Elle était elle, sans être elle-même. Quelque chose avait changé dès qu'elle avait posé ses mains sur le tronc. Elle avait senti une résonnance en elle, entendu un battement comme celui d'un cœur, ressenti un rythme et une mélodie. Puis sans qu'elle l'ait vraiment voulu, Kamimila s'était mise à danser, oubliant tout ce qui pouvait l'entourait. La raison n'avait plus lieu d'être, seules étaient importantes les sensations parcourant tout son être. Le bruissement des feuilles couleurs feu l'accompagnant, le battement du tronc donnant la cadence, le froid de la terre sous ses pieds nus lui transmettant le savoir, une force invisible la guidant dans sa transe. Seulement des sensations et pourtant elle se sentait en paix, elle savait qu'elle faisait ce qu'il fallait.

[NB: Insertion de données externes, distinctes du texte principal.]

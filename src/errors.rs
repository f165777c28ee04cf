/*!
 * Error types for the leafscan application.
 *
 * This module contains custom error types for different parts of the application,
 * using the thiserror crate for ergonomic error definitions.
 */

// Allow dead code - error types are for library consumers
#![allow(dead_code)]

use thiserror::Error;

/// Errors that can occur when talking to the inference backend
///
/// Application-level rejections (an `error` field inside a successful
/// response, or a non-"success" contact status) are payload data, not
/// `Err` values; only transport-level failures surface here.
#[derive(Error, Debug)]
pub enum BackendError {
    /// Error sending the request or reading the response body
    #[error("Request to backend failed: {0}")]
    Transport(String),

    /// Error when the response body is not the expected JSON shape
    #[error("Failed to parse backend response: {0}")]
    MalformedResponse(String),
}

/// Main application error type that wraps all other errors
#[derive(Error, Debug)]
pub enum AppError {
    /// Error from a file operation
    #[error("File error: {0}")]
    File(String),

    /// Error from the backend client
    #[error("Backend error: {0}")]
    Backend(#[from] BackendError),

    /// Error in the application configuration
    #[error("Configuration error: {0}")]
    Config(String),

    /// Any other error
    #[error("Unknown error: {0}")]
    Unknown(String),
}

// Utility functions for error conversion
impl From<anyhow::Error> for AppError {
    fn from(error: anyhow::Error) -> Self {
        Self::Unknown(error.to_string())
    }
}

impl From<std::io::Error> for AppError {
    fn from(error: std::io::Error) -> Self {
        Self::File(error.to_string())
    }
}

Elle n'était qu'un catalyseur. Elle s'en rendait compte maintenant. La puissance qui émanait de l'Arbre, du tronc, de l'œuf probablement, avait sa propre existence. Il lui manquait seulement une étincelle pour exploser, éclater, fuser. La jeune Wakinyanne serait cette étincelle. Car la vie était déjà en l'œuf. Il n'était ni mort, ni inanimé. L'Oiseau-Tonnerre avait été présent durant tous ces siècles, gardien si proche et si lointain en même temps, dans sa coquille protectrice au sein de cet arbre millénaire. Juste endormi. Mais elle le sentait gronder, comme elle-même avait été en colère face aux massacres et aux pillages sur tout le continent de cet envahisseur. Il lui fallait cette étincelle pour se réveiller totalement, pour laisser rugir la colère du Tonnerre. Car elle comprenait maintenant qu'il avait ressenti toute la détresse des différents peuples, la souffrance des terres souillées. Sa colère était immense.